The learned Additional District Judge appears further to have committed a mistake in thinking that there should have been direct proof of instructions from the State to the officers concerned to violate the order of injunction. While the State would undoubtedly be liable, if there is any proof, of such instructions, there may be other circumstances also which may show that the State is liable for persistent acts of its officers in disobeying the order of Injunction. The question of liability of the State has, therefore, to be carefully considered in the light of all the circumstances in the case.
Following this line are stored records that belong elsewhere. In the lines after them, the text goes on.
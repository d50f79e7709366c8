//! # naming: storage keys for scanned documents
//!
//! Keys follow one of two layouts:
//!
//! ```text
//! documents/{yyyy}/{mm}/{source}-{tags}--{yyyy-mm-dd}--{title}.pdf   (interactive)
//! documents/{yyyy}/{mm}/{yyyy-mm-dd}--{title}.pdf                    (filename inference)
//! ```
//!
//! Every free-text component passes through [`slugify`], so a key segment only ever holds
//! `[a-z0-9-]` and can never be `.` or `..`.

use chrono::{Datelike, NaiveDate};
use std::fmt;
use std::path::{Path, PathBuf};

use crate::date::{extract_date, format_date, strip_date};

pub const KEY_PREFIX: &str = "documents";
pub const DOCUMENT_EXTENSION: &str = "pdf";
pub const DOCUMENT_CONTENT_TYPE: &str = "application/pdf";

pub const FALLBACK_SOURCE: &str = "unknown";
pub const FALLBACK_TAG: &str = "untagged";
pub const FALLBACK_TITLE: &str = "untitled";

/// Which key layout to produce.
#[derive(Debug, Clone, Copy, PartialEq, Eq)]
pub enum KeyMode {
    Interactive,
    FilenameInference,
}

/// Everything needed to name one file.
#[derive(Debug, Clone)]
pub struct UploadRequest {
    pub file_path: PathBuf,
    pub source: String,
    pub received_date: NaiveDate,
    pub tags: Vec<String>,
    pub title: String,
    pub mode: KeyMode,
}

/// A fully built object key.
#[derive(Debug, Clone, PartialEq, Eq, Hash)]
pub struct StorageKey(String);

impl StorageKey {
    pub fn as_str(&self) -> &str {
        &self.0
    }
}

impl fmt::Display for StorageKey {
    fn fmt(&self, f: &mut fmt::Formatter<'_>) -> fmt::Result {
        f.write_str(&self.0)
    }
}

impl From<StorageKey> for String {
    fn from(key: StorageKey) -> Self {
        key.0
    }
}

/// Trim, lowercase, turn whitespace runs into `-`, drop anything outside `[a-z0-9-]`.
pub fn slugify(input: &str) -> String {
    let lowered = input.trim().to_lowercase();
    let mut out = String::with_capacity(lowered.len());
    let mut in_space = false;
    for c in lowered.chars() {
        if c.is_whitespace() {
            if !in_space {
                out.push('-');
            }
            in_space = true;
            continue;
        }
        in_space = false;
        if c.is_ascii_lowercase() || c.is_ascii_digit() || c == '-' {
            out.push(c);
        }
    }
    out
}

/// Splits a comma-separated tag list. Blank entries are dropped, duplicates keep their first position.
pub fn parse_tags(input: &str) -> Vec<String> {
    let mut tags: Vec<String> = Vec::new();
    for tag in input.split(',').map(str::trim).filter(|t| !t.is_empty()) {
        if !tags.iter().any(|seen| seen == tag) {
            tags.push(tag.to_string());
        }
    }
    tags
}

fn slug_or(input: &str, fallback: &str) -> String {
    let slug = slugify(input);
    if slug.is_empty() {
        fallback.to_string()
    } else {
        slug
    }
}

/// Composes the storage key for `request`. Pure: equal inputs give equal keys.
pub fn build_key(request: &UploadRequest) -> StorageKey {
    let date = request.received_date;
    let title = slug_or(&request.title, FALLBACK_TITLE);
    let file_name = match request.mode {
        KeyMode::Interactive => {
            let source = slug_or(&request.source, FALLBACK_SOURCE);
            let tags = slug_or(&request.tags.join("-"), FALLBACK_TAG);
            format!(
                "{source}-{tags}--{}--{title}.{DOCUMENT_EXTENSION}",
                format_date(date)
            )
        }
        KeyMode::FilenameInference => {
            format!("{}--{title}.{DOCUMENT_EXTENSION}", format_date(date))
        }
    };
    StorageKey(format!(
        "{KEY_PREFIX}/{:04}/{:02}/{file_name}",
        date.year(),
        date.month()
    ))
}

/// File name without directory and extension.
pub fn file_stem(path: &Path) -> String {
    path.file_stem()
        .map(|s| s.to_string_lossy().into_owned())
        .unwrap_or_default()
}

/// Default title for a file: its stem with any embedded date removed.
pub fn infer_title(path: &Path) -> String {
    let stem = file_stem(path);
    match extract_date(&stem) {
        Some(date) => {
            let title = strip_date(&stem, date);
            if title.is_empty() {
                stem
            } else {
                title
            }
        }
        None => stem,
    }
}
I may, at this stage, quote another observation of Ayyangar, J. in the same case at page 296: (of BUR): (at p. 231 of AIR):
"It is of the essence of the rule of law that every authority within the State including the Executive Government should consider itself bound by and obey the law. It is fundamental to the system of polity that India has adopted and which is embodied in the Constitution that the courts of the land are vested with the powers of interpreting the law and of applying to the facts of the cases which are properly brought before them .... when once an order has been passed which the Court has jurisdiction to pass, it is the duty of all persons bound by it to obey the order so long as it stands, and it would tend to the subversion of orderly administration and civil Government, it parties could disobey orders with impunity. .... when the State Government obeys a1 law, or gives effect to an order of a Court passed against it, it is not doing anything which detracts from its dignity, but rather, invests the law and the Courts with the dignity which are their due, which enhances the prestige of the executive Government itself, in a demoractic set-up."
In view of these observations, the officers of the State Government have to be careful not in any manner to disobey the lawful and valid orders, of the Courts of law courts of law have also to be vigilant in seeing that their lawful and valid orders are not disobeyed by officers of the Executive Government.
6. In the circumstances mentioned above, I allow the application and set aside the learned Additional District Judge's order. The case is sent back to him for disposal in accordance with law, keeping in view the observations which I have made above. Costs will abide the result. Hearing fee of this Court is assessed at Rs. 16/-.